I think any systemic review is a great opportunity to find ways to make things better. So too for management systems. In our firm, we speak of our commitment to management 'with a discipline for the science and a passion for the art'. I think the science side of management is ripe for a transformation, to take the insights we've gathered and apply them in a self-sustaining way that doesn't feel like an intervention inspired by the current fad. As to the art, I agree with Bob that good bosses 100 years ago would most likely make good bosses today. My only fear is that some might conclude there is nothing new to learn... that's scary.

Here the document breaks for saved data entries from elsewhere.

//!
//! # Shared memory
//!
//! Key/value areas through which two chains exchange atomic transfers.
//! The area written by chain `A` for chain `B` is read, and consumed, by
//! `B` only. Lookups never wait: a missing entry is reported at once and
//! retrying is up to the caller.
//!

use {
    crate::{
        crypto::select_signers,
        data_model::{Address, Amount, ChainId, ExportedOutput, ImportInput},
        error::{Error, NotFound, Result},
    },
    parking_lot::Mutex,
    std::{
        collections::{BTreeMap, BTreeSet},
        sync::Arc,
    },
};

type Area = BTreeMap<Vec<u8>, Vec<u8>>;

/// All areas of one node, keyed by (writer, reader).
#[derive(Debug, Default)]
pub struct Memory {
    areas: Mutex<BTreeMap<(ChainId, ChainId), Area>>,
}

impl Memory {
    #[allow(missing_docs)]
    pub fn new() -> Arc<Self> {
        Arc::new(Self::default())
    }

    /// Handle through which `chain` reads and writes its areas.
    pub fn new_shared_memory(self: &Arc<Self>, chain: ChainId) -> SharedMemory {
        SharedMemory {
            chain,
            memory: Arc::clone(self),
        }
    }
}

/// Writes one chain performs against one peer.
#[derive(Clone, Debug, Default, PartialEq, Eq)]
pub struct Requests {
    /// Entries published for the peer to read.
    pub puts: Vec<(Vec<u8>, Vec<u8>)>,
    /// Entries the peer published for us, now consumed.
    pub removes: Vec<Vec<u8>>,
}

/// One chain's view of the shared memory.
#[derive(Clone, Debug)]
pub struct SharedMemory {
    chain: ChainId,
    memory: Arc<Memory>,
}

impl SharedMemory {
    #[allow(missing_docs)]
    #[inline(always)]
    pub fn chain_id(&self) -> ChainId {
        self.chain
    }

    /// Values `peer` published for this chain under `keys`, in order.
    pub fn get(&self, peer: ChainId, keys: &[Vec<u8>]) -> Result<Vec<Vec<u8>>> {
        let areas = self.memory.areas.lock();
        let area = areas.get(&(peer, self.chain));
        keys.iter()
            .map(|k| {
                area.and_then(|a| a.get(k)).cloned().ok_or_else(|| {
                    Error::NotFound(NotFound::SharedMemory {
                        chain: peer,
                        key: hex::encode(k),
                    })
                })
            })
            .collect()
    }

    /// Apply all requests atomically: either every put and remove happens or
    /// none does.
    pub fn apply(&self, requests: BTreeMap<ChainId, Requests>) -> Result<()> {
        let mut areas = self.memory.areas.lock();

        for (peer, req) in requests.iter() {
            if *peer == self.chain {
                return Err(Error::Malformed("shared memory request to self".to_owned()));
            }
            let inbound = areas.get(&(*peer, self.chain));
            let mut seen = BTreeSet::new();
            for k in req.removes.iter() {
                if !seen.insert(k) || !inbound.map_or(false, |a| a.contains_key(k)) {
                    return Err(Error::NotFound(NotFound::SharedMemory {
                        chain: *peer,
                        key: hex::encode(k),
                    }));
                }
            }
            let outbound = areas.get(&(self.chain, *peer));
            let mut seen = BTreeSet::new();
            for (k, _) in req.puts.iter() {
                if !seen.insert(k) || outbound.map_or(false, |a| a.contains_key(k)) {
                    return Err(Error::Conflict(format!(
                        "shared memory key {} already published",
                        hex::encode(k)
                    )));
                }
            }
        }

        for (peer, req) in requests {
            if let Some(inbound) = areas.get_mut(&(peer, self.chain)) {
                for k in req.removes.iter() {
                    inbound.remove(k);
                }
            }
            let outbound = areas.entry((self.chain, peer)).or_default();
            outbound.extend(req.puts);
        }
        Ok(())
    }
}

/// Shared-memory key of an imported UTXO.
#[inline(always)]
pub fn import_key(input: &ImportInput) -> Vec<u8> {
    input.utxo_id.0.to_vec()
}

/// What an import may spend, once every input has been found.
#[derive(Clone, Debug, PartialEq, Eq)]
pub struct ResolvedImport {
    /// Sum of the input amounts.
    pub total: Amount,
    /// Owners whose signatures the import has to carry.
    pub signers: Vec<Address>,
}

/// Check that `source_chain` published every input with the declared amount,
/// and collect their total and the owners that have to sign.
pub fn resolve_import(
    shared: &SharedMemory,
    source_chain: ChainId,
    inputs: &[ImportInput],
) -> Result<ResolvedImport> {
    if source_chain == shared.chain_id() {
        return Err(Error::Malformed("import from the importing chain".to_owned()));
    }
    if inputs.is_empty() {
        return Err(Error::Malformed("import without inputs".to_owned()));
    }
    let keys: Vec<Vec<u8>> = inputs.iter().map(import_key).collect();
    let values = shared.get(source_chain, &keys)?;

    let mut total: Amount = 0;
    let mut signers = vec![];
    for (input, value) in inputs.iter().zip(values.iter()) {
        let out: ExportedOutput = bincode::deserialize(value)?;
        if out.amount != input.amount {
            return Err(Error::Malformed(format!(
                "utxo {} holds {}, import claims {}",
                input.utxo_id, out.amount, input.amount
            )));
        }
        signers.extend(select_signers(&out.owners, out.threshold, &input.sig_indices)?);
        total = total
            .checked_add(out.amount)
            .ok_or_else(|| Error::Malformed("import amount overflows".to_owned()))?;
    }
    signers.sort();
    signers.dedup();
    Ok(ResolvedImport { total, signers })
}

Bob's warning that 'not invented here' isn't as dangerous as 'not sold here' is spot on. I believe that every fresh perspective can identify distinctions that can help us. Chasing after them blindly is a fool's mission.

Dan Erwin

Bob, like you, I'm cynical about reinventing management. I had the good fortune in grad school to take a few courses in American intellectual history. What I learned there applies directly to business and other fields. New ideas are never fully reinvented. They're old ideas, refined, refocused, elaborated upon or recontextualized.

About 20 years ago there was a fascinating rhetorical analysis of management ideas, called something like "Management Hype," in which the authors showed the historical background of the current guru focused material. And as I remember, the author came out of HBus School...although the new hype is coming out of Wharton.

I assume we need to recontextualize our management, but that's not reinvention.